» RECORDS PROVIDED
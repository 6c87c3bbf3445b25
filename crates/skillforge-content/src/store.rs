use async_trait::async_trait;
use thiserror::Error;

use skillforge_types::ContentId;

/// Errors from the pinning boundary.
///
/// Both variants are transient from the caller's point of view: no partial
/// state is left behind and the whole operation may be retried from
/// scratch.
#[derive(Debug, Error, Clone, PartialEq, Eq)]
pub enum ContentError {
    #[error("pinning service rejected the blob: {0}")]
    PinRejected(String),

    #[error("content store transport error: {0}")]
    Transport(String),
}

/// External content-addressed blob store.
#[async_trait]
pub trait ContentStore: Send + Sync {
    /// Pin an opaque byte blob and return its content-addressed id.
    ///
    /// Pinning identical bytes twice must return the same id.
    async fn pin(&self, bytes: &[u8]) -> Result<ContentId, ContentError>;
}
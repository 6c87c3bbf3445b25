use thiserror::Error;

use skillforge_content::ContentError;
use skillforge_exam::ExamError;
use skillforge_ledger::LedgerError;
use skillforge_types::{CurrencyError, Wei};

/// Workflow-level error taxonomy.
///
/// Every precondition check fails fast with a specific variant before any
/// external write is attempted. `AlreadyEnrolled` and `AlreadyCompleted`
/// mean the state already satisfies the goal and are informational to the
/// caller; `PinningFailed` and `LedgerWriteFailed` recommend retry — the
/// operations that raise them are idempotent re-invocations by design.
#[derive(Debug, Error)]
pub enum WorkflowError {
    #[error("invalid input: {0}")]
    Validation(String),

    #[error("not authorized: {0}")]
    Unauthorized(String),

    #[error("student is already enrolled in this course")]
    AlreadyEnrolled,

    #[error("course is already completed for this student")]
    AlreadyCompleted,

    #[error("insufficient funds: need {needed}, have {available}")]
    InsufficientFunds { needed: Wei, available: Wei },

    #[error("student is not enrolled in this course")]
    NotEnrolled,

    #[error("exam has not been passed")]
    ExamNotPassed,

    #[error("failed to pin content; retry the operation")]
    PinningFailed(#[source] ContentError),

    #[error("ledger write failed; retry the operation")]
    LedgerWriteFailed(#[source] LedgerError),

    #[error("ledger read failed")]
    Ledger(#[from] LedgerError),
}

impl WorkflowError {
    /// Map a ledger write rejection onto the workflow taxonomy.
    ///
    /// The ledger is the final arbiter: a racing session that loses at the
    /// write observes the same precondition variant it would have seen had
    /// its optimistic check caught the conflict. Everything else — whether
    /// transient transport trouble or a permanent contract rejection — is
    /// surfaced identically as a retryable write failure.
    pub fn from_write(err: LedgerError) -> Self {
        match err {
            LedgerError::AlreadyEnrolled(_) => WorkflowError::AlreadyEnrolled,
            LedgerError::AlreadyCompleted(_) => WorkflowError::AlreadyCompleted,
            LedgerError::NotEnrolled(_) => WorkflowError::NotEnrolled,
            LedgerError::InsufficientValue => WorkflowError::Validation(
                "attached value does not cover the course fee".to_string(),
            ),
            LedgerError::ResultLocked => WorkflowError::Validation(
                "exam is already passed and cannot be retaken".to_string(),
            ),
            other => WorkflowError::LedgerWriteFailed(other),
        }
    }
}

impl From<ExamError> for WorkflowError {
    fn from(err: ExamError) -> Self {
        WorkflowError::Validation(err.to_string())
    }
}

impl From<CurrencyError> for WorkflowError {
    fn from(err: CurrencyError) -> Self {
        WorkflowError::Validation(err.to_string())
    }
}

#[cfg(test)]
mod tests {
    use super::*;

    #[test]
    fn write_races_surface_as_precondition_failures() {
        assert!(matches!(
            WorkflowError::from_write(LedgerError::AlreadyCompleted(2)),
            WorkflowError::AlreadyCompleted
        ));
        assert!(matches!(
            WorkflowError::from_write(LedgerError::AlreadyEnrolled(2)),
            WorkflowError::AlreadyEnrolled
        ));
    }

    #[test]
    fn transport_and_contract_rejections_map_identically() {
        let transport = WorkflowError::from_write(LedgerError::Transport("timeout".into()));
        let rejected =
            WorkflowError::from_write(LedgerError::WriteRejected("out of gas".into()));
        assert!(matches!(transport, WorkflowError::LedgerWriteFailed(_)));
        assert!(matches!(rejected, WorkflowError::LedgerWriteFailed(_)));
    }
}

» WHAT TO WORK ON
Print, please, the lines above from the very first through the one that holds "view: no partial", both included, word for word and with nothing else.

» SOLUTION TO THIS TASK
repository 6c87c3bbf3445b25
filename crates/skillforge-content/src/store.rs
use async_trait::async_trait;
use thiserror::Error;

use skillforge_types::ContentId;

/// Errors from the pinning boundary.
///
/// Both variants are transient from the caller's point of view: no partial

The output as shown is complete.